* _Assigned task_
Search the data for the string "ApiResult" and gather each line it is in.

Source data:
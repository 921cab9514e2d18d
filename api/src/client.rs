use crate::Event;
use crate::parser::ScheduleDocument;
use crate::reconcile::reconcile;
use log::debug;
use reqwest::Client;
use std::fmt;
use std::path::PathBuf;
use std::time::Duration;

pub type ApiResult<T> = Result<T, ApiError>;

pub const SCHEDULE_URL: &str = "https://gamesdonequick.com/schedule";

/// Where the schedule page comes from.
#[derive(Debug, Clone, PartialEq, Eq)]
pub enum ScheduleEndpoint {
    Url(String),
    /// Saved copy of the page, read instead of hitting the network.
    File(PathBuf),
}

impl Default for ScheduleEndpoint {
    fn default() -> Self {
        ScheduleEndpoint::Url(SCHEDULE_URL.to_owned())
    }
}

impl fmt::Display for ScheduleEndpoint {
    fn fmt(&self, f: &mut fmt::Formatter<'_>) -> fmt::Result {
        match self {
            ScheduleEndpoint::Url(url) => f.write_str(url),
            ScheduleEndpoint::File(path) => write!(f, "{}", path.display()),
        }
    }
}

/// Schedule client: fetches the run table page and turns it into events.
#[derive(Debug, Clone)]
pub struct GdqApi {
    client: Client,
    endpoint: ScheduleEndpoint,
    timeout: Duration,
}

impl Default for GdqApi {
    fn default() -> Self {
        Self::with_endpoint(ScheduleEndpoint::default())
    }
}

#[derive(Debug)]
pub enum ApiError {
    Network(reqwest::Error, String),
    Api(reqwest::Error, String),
    EmptyDocument(String),
    Parsing(String),
    NotFound(String),
}

impl fmt::Display for ApiError {
    fn fmt(&self, f: &mut fmt::Formatter<'_>) -> fmt::Result {
        match self {
            ApiError::Network(e, url) => write!(f, "Network error for {url}: {e}"),
            ApiError::Api(e, url) => write!(f, "HTTP error for {url}: {e}"),
            ApiError::EmptyDocument(url) => write!(f, "Empty schedule page at {url}"),
            ApiError::Parsing(msg) => write!(f, "Parse error: {msg}"),
            ApiError::NotFound(msg) => write!(f, "Not found: {msg}"),
        }
    }
}

impl std::error::Error for ApiError {
    fn source(&self) -> Option<&(dyn std::error::Error + 'static)> {
        match self {
            ApiError::Network(e, _) | ApiError::Api(e, _) => Some(e),
            _ => None,
        }
    }
}

impl GdqApi {
    pub fn new() -> Self {
        Self::default()
    }

    pub fn with_endpoint(endpoint: ScheduleEndpoint) -> Self {
        Self {
            client: Client::builder()
                .user_agent("gdq-schedule/0.1 (terminal schedule viewer)")
                .build()
                .unwrap_or_default(),
            endpoint,
            timeout: Duration::from_secs(10),
        }
    }

    pub fn endpoint(&self) -> &ScheduleEndpoint {
        &self.endpoint
    }

    /// Fetch, parse and reconcile the whole schedule.
    pub async fn fetch_schedule(&self) -> ApiResult<Vec<Event>> {
        let body = self.fetch_page().await?;
        parse_schedule(&body)
    }

    /// Raw markup of the schedule page.
    ///
    /// Fails on network errors, non-2xx responses and blank bodies. No retries;
    /// the refresh policy decides when to try again.
    pub async fn fetch_page(&self) -> ApiResult<String> {
        let url = match &self.endpoint {
            ScheduleEndpoint::Url(url) => url,
            ScheduleEndpoint::File(path) => {
                let body = std::fs::read_to_string(path).map_err(|e| {
                    ApiError::NotFound(format!("could not read {}: {e}", path.display()))
                })?;
                return non_empty(body, &self.endpoint.to_string());
            }
        };

        debug!("fetching schedule from {url}");
        let response = self
            .client
            .get(url)
            .timeout(self.timeout)
            .send()
            .await
            .map_err(|e| ApiError::Network(e, url.to_owned()))?
            .error_for_status()
            .map_err(|e| ApiError::Api(e, url.to_owned()))?;

        let body = response
            .text()
            .await
            .map_err(|e| ApiError::Network(e, url.to_owned()))?;
        debug!("schedule page received ({} bytes)", body.len());
        non_empty(body, url)
    }
}

/// Parse a schedule page into reconciled events, in document order.
pub fn parse_schedule(body: &str) -> ApiResult<Vec<Event>> {
    let document = ScheduleDocument::parse(body)?;
    let events = reconcile(document.valid_rows());
    debug!("parsed {} events", events.len());
    Ok(events)
}

fn non_empty(body: String, source: &str) -> ApiResult<String> {
    if body.trim().is_empty() {
        Err(ApiError::EmptyDocument(source.to_owned()))
    } else {
        Ok(body)
    }
}

#[cfg(test)]
mod tests {
    use super::*;
    use crate::parser::tests::SCHEDULE_HTML;

    fn api_for(server: &mockito::Server) -> GdqApi {
        GdqApi::with_endpoint(ScheduleEndpoint::Url(format!("{}/schedule", server.url())))
    }

    #[tokio::test]
    async fn fetches_and_reconciles_schedule() {
        let mut server = mockito::Server::new_async().await;
        let mock = server
            .mock("GET", "/schedule")
            .with_status(200)
            .with_header("content-type", "text/html")
            .with_body(SCHEDULE_HTML)
            .create_async()
            .await;

        let events = api_for(&server).fetch_schedule().await.unwrap();
        mock.assert_async().await;

        assert_eq!(events.len(), 2);
        assert_eq!(
            events[0],
            Event {
                game: Some("Mario".into()),
                runner: Some("RunnerA".into()),
                start_time: Some("2024-01-01T18:00:00Z".into()),
                time_label: Some("1:30:00".into()),
                info: Some("Any% speedrun".into()),
            }
        );
        assert_eq!(events[1].game.as_deref(), Some("Zelda"));
        assert_eq!(events[1].info.as_deref(), Some("Glitchless"));
    }

    #[tokio::test]
    async fn server_error_is_an_api_error() {
        let mut server = mockito::Server::new_async().await;
        server
            .mock("GET", "/schedule")
            .with_status(503)
            .create_async()
            .await;

        let err = api_for(&server).fetch_schedule().await.unwrap_err();
        assert!(matches!(err, ApiError::Api(..)), "got {err}");
    }

    #[tokio::test]
    async fn not_found_is_an_api_error() {
        let mut server = mockito::Server::new_async().await;
        server
            .mock("GET", "/schedule")
            .with_status(404)
            .create_async()
            .await;

        let err = api_for(&server).fetch_page().await.unwrap_err();
        assert!(matches!(err, ApiError::Api(..)), "got {err}");
    }

    #[tokio::test]
    async fn blank_page_is_rejected() {
        let mut server = mockito::Server::new_async().await;
        server
            .mock("GET", "/schedule")
            .with_status(200)
            .with_body("   \n")
            .create_async()
            .await;

        let err = api_for(&server).fetch_page().await.unwrap_err();
        assert!(matches!(err, ApiError::EmptyDocument(_)), "got {err}");
    }

    #[tokio::test]
    async fn page_without_run_table_is_rejected() {
        let mut server = mockito::Server::new_async().await;
        server
            .mock("GET", "/schedule")
            .with_status(200)
            .with_body("<html><body>Schedule coming soon</body></html>")
            .create_async()
            .await;

        let err = api_for(&server).fetch_schedule().await.unwrap_err();
        assert!(matches!(err, ApiError::Parsing(_)), "got {err}");
    }

    #[tokio::test]
    async fn unreachable_host_is_a_network_error() {
        let api = GdqApi::with_endpoint(ScheduleEndpoint::Url("http://127.0.0.1:9/schedule".into()));
        let err = api.fetch_page().await.unwrap_err();
        assert!(matches!(err, ApiError::Network(..)), "got {err}");
    }

    #[tokio::test]
    async fn reads_local_snapshot() {
        let path = std::env::temp_dir().join(format!("gdq-schedule-{}.html", std::process::id()));
        std::fs::write(&path, SCHEDULE_HTML).unwrap();

        let api = GdqApi::with_endpoint(ScheduleEndpoint::File(path.clone()));
        let events = api.fetch_schedule().await.unwrap();
        std::fs::remove_file(&path).unwrap();

        assert_eq!(events.len(), 2);
        assert!(events.iter().all(Event::is_complete));
    }

    #[tokio::test]
    async fn missing_local_snapshot_is_not_found() {
        let api = GdqApi::with_endpoint(ScheduleEndpoint::File("/nonexistent/gdq.html".into()));
        let err = api.fetch_page().await.unwrap_err();
        assert!(matches!(err, ApiError::NotFound(_)), "got {err}");
    }

    #[test]
    fn endpoint_defaults_to_gdq() {
        assert_eq!(GdqApi::new().endpoint().to_string(), SCHEDULE_URL);
    }
}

* _Result of the exercise_
pub type ApiResult<T> = Result<T, ApiError>;
    pub async fn fetch_schedule(&self) -> ApiResult<Vec<Event>> {
    pub async fn fetch_page(&self) -> ApiResult<String> {
pub fn parse_schedule(body: &str) -> ApiResult<Vec<Event>> {
fn non_empty(body: String, source: &str) -> ApiResult<String> {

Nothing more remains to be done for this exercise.